Stored items:
╭──

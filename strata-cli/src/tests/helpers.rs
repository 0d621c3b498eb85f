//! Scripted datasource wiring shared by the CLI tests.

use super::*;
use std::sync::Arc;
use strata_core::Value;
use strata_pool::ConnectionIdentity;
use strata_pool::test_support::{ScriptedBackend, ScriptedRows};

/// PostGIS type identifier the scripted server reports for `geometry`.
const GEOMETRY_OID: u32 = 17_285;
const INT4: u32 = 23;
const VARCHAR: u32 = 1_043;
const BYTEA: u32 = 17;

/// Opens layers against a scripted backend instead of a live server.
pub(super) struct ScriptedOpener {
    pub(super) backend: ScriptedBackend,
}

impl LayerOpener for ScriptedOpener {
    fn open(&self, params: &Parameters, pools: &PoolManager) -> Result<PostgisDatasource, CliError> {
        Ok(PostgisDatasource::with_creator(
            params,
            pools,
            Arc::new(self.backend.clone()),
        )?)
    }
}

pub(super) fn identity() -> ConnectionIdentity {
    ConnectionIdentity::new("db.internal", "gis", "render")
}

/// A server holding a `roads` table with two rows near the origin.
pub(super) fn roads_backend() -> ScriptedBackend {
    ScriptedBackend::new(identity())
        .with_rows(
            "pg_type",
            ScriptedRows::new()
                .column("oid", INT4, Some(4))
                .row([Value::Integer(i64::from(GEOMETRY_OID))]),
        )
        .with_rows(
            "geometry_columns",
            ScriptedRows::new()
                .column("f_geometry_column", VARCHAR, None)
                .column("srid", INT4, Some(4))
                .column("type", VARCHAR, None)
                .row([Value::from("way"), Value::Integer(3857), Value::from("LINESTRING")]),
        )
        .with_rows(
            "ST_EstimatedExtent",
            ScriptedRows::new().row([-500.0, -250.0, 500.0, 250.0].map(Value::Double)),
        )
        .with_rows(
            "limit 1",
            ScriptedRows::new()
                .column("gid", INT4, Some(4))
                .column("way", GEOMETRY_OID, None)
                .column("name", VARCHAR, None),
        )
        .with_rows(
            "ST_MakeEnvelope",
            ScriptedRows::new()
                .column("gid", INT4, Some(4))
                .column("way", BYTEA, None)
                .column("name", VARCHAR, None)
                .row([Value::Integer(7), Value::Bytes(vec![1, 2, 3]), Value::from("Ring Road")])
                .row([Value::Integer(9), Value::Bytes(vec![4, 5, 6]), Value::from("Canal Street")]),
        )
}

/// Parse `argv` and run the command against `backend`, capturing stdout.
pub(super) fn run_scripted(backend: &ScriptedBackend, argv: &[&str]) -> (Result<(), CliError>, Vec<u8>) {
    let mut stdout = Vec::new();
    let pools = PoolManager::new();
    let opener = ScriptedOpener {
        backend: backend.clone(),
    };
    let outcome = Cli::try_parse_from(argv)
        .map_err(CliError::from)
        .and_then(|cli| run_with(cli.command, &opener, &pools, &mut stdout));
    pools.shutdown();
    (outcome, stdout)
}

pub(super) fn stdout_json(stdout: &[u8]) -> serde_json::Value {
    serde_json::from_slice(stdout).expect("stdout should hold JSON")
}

╰──

Work instruction:
Using the records above as the source, restate each line verbatim.

Your solution:
filename strata-cli/src/tests/helpers.rs
repository 0d621c3b498eb85f
//! Scripted datasource wiring shared by the CLI tests.

use super::*;
use std::sync::Arc;
use strata_core::Value;
use strata_pool::ConnectionIdentity;
use strata_pool::test_support::{ScriptedBackend, ScriptedRows};

/// PostGIS type identifier the scripted server reports for `geometry`.
const GEOMETRY_OID: u32 = 17_285;
const INT4: u32 = 23;
const VARCHAR: u32 = 1_043;
const BYTEA: u32 = 17;

/// Opens layers against a scripted backend instead of a live server.
pub(super) struct ScriptedOpener {
    pub(super) backend: ScriptedBackend,
}

impl LayerOpener for ScriptedOpener {
    fn open(&self, params: &Parameters, pools: &PoolManager) -> Result<PostgisDatasource, CliError> {
        Ok(PostgisDatasource::with_creator(
            params,
            pools,
            Arc::new(self.backend.clone()),
        )?)
    }
}

pub(super) fn identity() -> ConnectionIdentity {
    ConnectionIdentity::new("db.internal", "gis", "render")
}

/// A server holding a `roads` table with two rows near the origin.
pub(super) fn roads_backend() -> ScriptedBackend {
    ScriptedBackend::new(identity())
        .with_rows(
            "pg_type",
            ScriptedRows::new()
                .column("oid", INT4, Some(4))
                .row([Value::Integer(i64::from(GEOMETRY_OID))]),
        )
        .with_rows(
            "geometry_columns",
            ScriptedRows::new()
                .column("f_geometry_column", VARCHAR, None)
                .column("srid", INT4, Some(4))
                .column("type", VARCHAR, None)
                .row([Value::from("way"), Value::Integer(3857), Value::from("LINESTRING")]),
        )
        .with_rows(
            "ST_EstimatedExtent",
            ScriptedRows::new().row([-500.0, -250.0, 500.0, 250.0].map(Value::Double)),
        )
        .with_rows(
            "limit 1",
            ScriptedRows::new()
                .column("gid", INT4, Some(4))
                .column("way", GEOMETRY_OID, None)
                .column("name", VARCHAR, None),
        )
        .with_rows(
            "ST_MakeEnvelope",
            ScriptedRows::new()
                .column("gid", INT4, Some(4))
                .column("way", BYTEA, None)
                .column("name", VARCHAR, None)
                .row([Value::Integer(7), Value::Bytes(vec![1, 2, 3]), Value::from("Ring Road")])
                .row([Value::Integer(9), Value::Bytes(vec![4, 5, 6]), Value::from("Canal Street")]),
        )
}

/// Parse `argv` and run the command against `backend`, capturing stdout.
pub(super) fn run_scripted(backend: &ScriptedBackend, argv: &[&str]) -> (Result<(), CliError>, Vec<u8>) {
    let mut stdout = Vec::new();
    let pools = PoolManager::new();
    let opener = ScriptedOpener {
        backend: backend.clone(),
    };
    let outcome = Cli::try_parse_from(argv)
        .map_err(CliError::from)
        .and_then(|cli| run_with(cli.command, &opener, &pools, &mut stdout));
    pools.shutdown();
    (outcome, stdout)
}

pub(super) fn stdout_json(stdout: &[u8]) -> serde_json::Value {
    serde_json::from_slice(stdout).expect("stdout should hold JSON")
}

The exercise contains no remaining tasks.